Por ser o primeiro curso realizado na corporação cearense, enfrentou os percalços pertinentes de uma estreia. A turma compunha-se de oficiais locais, além de dois do Maranhão e dois do Amazonas. Dediquei-me com afinco, sem grande dificuldade, pois vinha diretamente dos bancos da faculdade, e o programa foi desenvolvido exclusivamente em sala de aula. Não houve atividades externas nem conhecimento do serviço prático, como visitas às unidades do interior alencarino. Tive o deleite de deixar uma marca indelével no brasão da Academia, iniciativa do distinguido capitão Paula Pessoa. Coube-me apresentar a proposta vitoriosa do lema: Vigilando discimus, isto é, aprendemos para vigiar. Ainda que a aparência do emblema não seja jeitosa, marquei minha frequência no CAO/1972.
Até então não usava óculos, o motivo era simples: nunca havia me consultado. Havia ludibriado o médico ao ingressar no Exército e, ao incluir na PM do Amazonas, sequer passei por exames. Aos 26 anos, observando as dificuldades para ler a placa do ônibus em direção à Academia, ou as legendas de filmes nos cinemas da praça do Ferreira, ou na televisão recém inaugurada a cores, recorri ao especialista, que então era nominado de Oculista. Aconteceu no hospital da Polícia Militar do Ceará meu primeiro exame de vista, há 54 anos! O nome desse facultativo o implacável tempo desmanchou da minha memória. Estava tão deteriorada minha visão que, interrogado pelo oculista pelas letras na parede, devolvi: “que parede?”. A prescrição inicial foi de três graus em cada lente, a fim de ser observada a evolução do tratamento. O olho direito, o mais avariado chegou a cinco graus; hoje, após o reparo da catarata, uso óculos civilizados. Encomendei as lentes em uma ótica situada na Praça do Ferreira e, quando as recebi, ainda relembro o entusiasmo que me tomou ao estrear os óculos. As cores estavam vibrantes e todos os letreiros do entorno foram devassados, assim como o dos ônibus, enfim, estava em condições de assistir à inauguração da TV em cores, realizada na citada praça, comigo presente.
A visita ao hospital me proporcionou preparar a ficha do atendimento de minha esposa Graça, gestante do terceiro filho, com parto previsto para dezembro. No feriado da Semana da Pátria, voltei a Santos com a família. Na despedida, aceitei que a esposa retornasse em novembro, permitindo o nascimento de um santista. No entanto, quando no início de novembro festejei o 1º aniversário do Roberto filho, acelerei o parto da Graça. Como havia acertado, o hospital da PM acolheu a parturiente e, pela madrugada de 5 de novembro, nasceu o Carlos Eduardo. Ao retornar à casa, fui interrogado pela apreensiva avó Edna: “que tal, como foi o parto?”, respondi, sem atentar para o sentido do gracejo: “tudo bem, nasceu o cabeça chata”. Soluçou ela: “oh! meu Deus!” Eduardo, hoje, é casado com a Cintia e pai do Eduardo Souza.

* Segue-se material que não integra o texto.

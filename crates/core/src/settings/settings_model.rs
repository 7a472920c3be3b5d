//! Company settings domain models.

use chrono::{DateTime, Utc};
use serde::{Deserialize, Serialize};

/// Fixed identifier of the single company settings record.
pub const COMPANY_SETTINGS_ID: &str = "company_settings";

/// A postal address plus contact channels for one company location.
#[derive(Debug, Clone, Serialize, Deserialize, PartialEq)]
#[serde(rename_all = "camelCase")]
pub struct Address {
    #[serde(rename = "type")]
    pub kind: String,
    pub street: String,
    pub city: String,
    pub zip_code: String,
    pub country: String,
    pub phone: String,
    pub email: String,
    pub website: String,
}

/// Theme colors applied by the web frontend.
#[derive(Debug, Clone, Serialize, Deserialize, PartialEq)]
#[serde(rename_all = "camelCase")]
pub struct Theme {
    pub primary_color: String,
    pub secondary_color: String,
    pub accent_color: String,
    pub background_color: String,
    pub text_color: String,
}

impl Default for Theme {
    fn default() -> Self {
        Self {
            primary_color: "#facc15".to_string(),
            secondary_color: "#1f2937".to_string(),
            accent_color: "#2563eb".to_string(),
            background_color: "#ffffff".to_string(),
            text_color: "#111827".to_string(),
        }
    }
}

/// VAT configuration used when rendering quotes and invoices.
#[derive(Debug, Clone, Serialize, Deserialize, PartialEq)]
#[serde(rename_all = "camelCase")]
pub struct TaxSettings {
    pub vat_rate: f64,
    pub vat_number: Option<String>,
    pub prices_include_vat: bool,
}

impl Default for TaxSettings {
    fn default() -> Self {
        Self {
            vat_rate: 8.1,
            vat_number: None,
            prices_include_vat: true,
        }
    }
}

/// Outbound mail configuration.
///
/// The SMTP fields are credentials and must never appear on public reads;
/// see [`PublicEmailSettings`].
#[derive(Debug, Clone, Serialize, Deserialize, PartialEq, Default)]
#[serde(rename_all = "camelCase")]
pub struct EmailSettings {
    pub from_email: String,
    pub from_name: String,
    #[serde(default)]
    pub smtp_host: String,
    #[serde(default)]
    pub smtp_port: u16,
    #[serde(default)]
    pub smtp_username: String,
    #[serde(default)]
    pub smtp_password: String,
}

/// The sender identity, stripped of credentials.
#[derive(Debug, Clone, Serialize, Deserialize, PartialEq)]
#[serde(rename_all = "camelCase")]
pub struct PublicEmailSettings {
    pub from_email: String,
    pub from_name: String,
}

/// The single persisted company settings record.
#[derive(Debug, Clone, Serialize, Deserialize, PartialEq)]
#[serde(rename_all = "camelCase")]
pub struct CompanySettings {
    pub id: String,
    pub company_name: String,
    pub addresses: Vec<Address>,
    pub default_language: Option<String>,
    pub theme: Theme,
    pub tax: TaxSettings,
    pub email: EmailSettings,
    pub logo: Option<String>,
    pub updated_at: DateTime<Utc>,
}

impl CompanySettings {
    /// The record seeded on first read when no settings exist yet.
    pub fn default_record(now: DateTime<Utc>) -> Self {
        Self {
            id: COMPANY_SETTINGS_ID.to_string(),
            company_name: "Gelbe-Umzüge".to_string(),
            addresses: vec![Address {
                kind: "hauptsitz".to_string(),
                street: "Sandstrasse 5".to_string(),
                city: "Schönbühl".to_string(),
                zip_code: "3322".to_string(),
                country: "CH".to_string(),
                phone: "031 557 24 31".to_string(),
                email: "info@gelbe-umzuege.ch".to_string(),
                website: "www.gelbe-umzuege.ch".to_string(),
            }],
            default_language: None,
            theme: Theme::default(),
            tax: TaxSettings::default(),
            email: EmailSettings::default(),
            logo: None,
            updated_at: now,
        }
    }

    /// Projection for unauthenticated reads: identical record, `email`
    /// reduced to the sender identity.
    pub fn into_public(self) -> PublicCompanySettings {
        PublicCompanySettings {
            id: self.id,
            company_name: self.company_name,
            addresses: self.addresses,
            default_language: self.default_language,
            theme: self.theme,
            tax: self.tax,
            email: PublicEmailSettings {
                from_email: self.email.from_email,
                from_name: self.email.from_name,
            },
            logo: self.logo,
            updated_at: self.updated_at,
        }
    }
}

/// The settings record as returned by the public read endpoint.
#[derive(Debug, Clone, Serialize, Deserialize, PartialEq)]
#[serde(rename_all = "camelCase")]
pub struct PublicCompanySettings {
    pub id: String,
    pub company_name: String,
    pub addresses: Vec<Address>,
    pub default_language: Option<String>,
    pub theme: Theme,
    pub tax: TaxSettings,
    pub email: PublicEmailSettings,
    pub logo: Option<String>,
    pub updated_at: DateTime<Utc>,
}

/// Partial update for the company profile.
///
/// `None` means the key was absent from the request and the stored value is
/// left untouched; a present key applies even when its value is empty.
#[derive(Debug, Clone, Default, Serialize, Deserialize)]
#[serde(rename_all = "camelCase")]
pub struct CompanySettingsUpdate {
    pub company_name: Option<String>,
    pub addresses: Option<Vec<Address>>,
    pub default_language: Option<String>,
}

/// Field-presence patch applied to the stored record.
///
/// Built explicitly from whichever keys an operation provides; the storage
/// layer writes only the `Some` fields. `logo` is doubly optional so a patch
/// can distinguish "leave as is" (`None`) from "clear" (`Some(None)`).
#[derive(Debug, Clone)]
pub struct CompanySettingsPatch {
    pub company_name: Option<String>,
    pub addresses: Option<Vec<Address>>,
    pub default_language: Option<String>,
    pub theme: Option<Theme>,
    pub tax: Option<TaxSettings>,
    pub email: Option<EmailSettings>,
    pub logo: Option<Option<String>>,
    pub updated_at: DateTime<Utc>,
}

impl CompanySettingsPatch {
    /// An empty patch carrying only the mutation timestamp.
    pub fn stamped(now: DateTime<Utc>) -> Self {
        Self {
            company_name: None,
            addresses: None,
            default_language: None,
            theme: None,
            tax: None,
            email: None,
            logo: None,
            updated_at: now,
        }
    }
}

Premiando o curso, o comando da Academia custeou uma viagem de estudos, incluindo visita a São Luiz do Maranhão, em razão dos colegas; seguimos a Belém, de onde voamos de Catalina rumo a Altamira para observar a construção da rodovia Transamazônica, tida como a obra-símbolo do governo militar na Amazônia e, para encerrar o trajeto, graças aos alunos amazonenses – eu e o capitão Carneiro – visitamos a Zona Franca de Manaus. Em reunião realizada no quartel da Praça da Polícia, constatei que o comando havia promovido uma reforma interna no edifício, ao construir um corredor que dividiu os amplos salões em espaços menores para atender à reorganização administrativa.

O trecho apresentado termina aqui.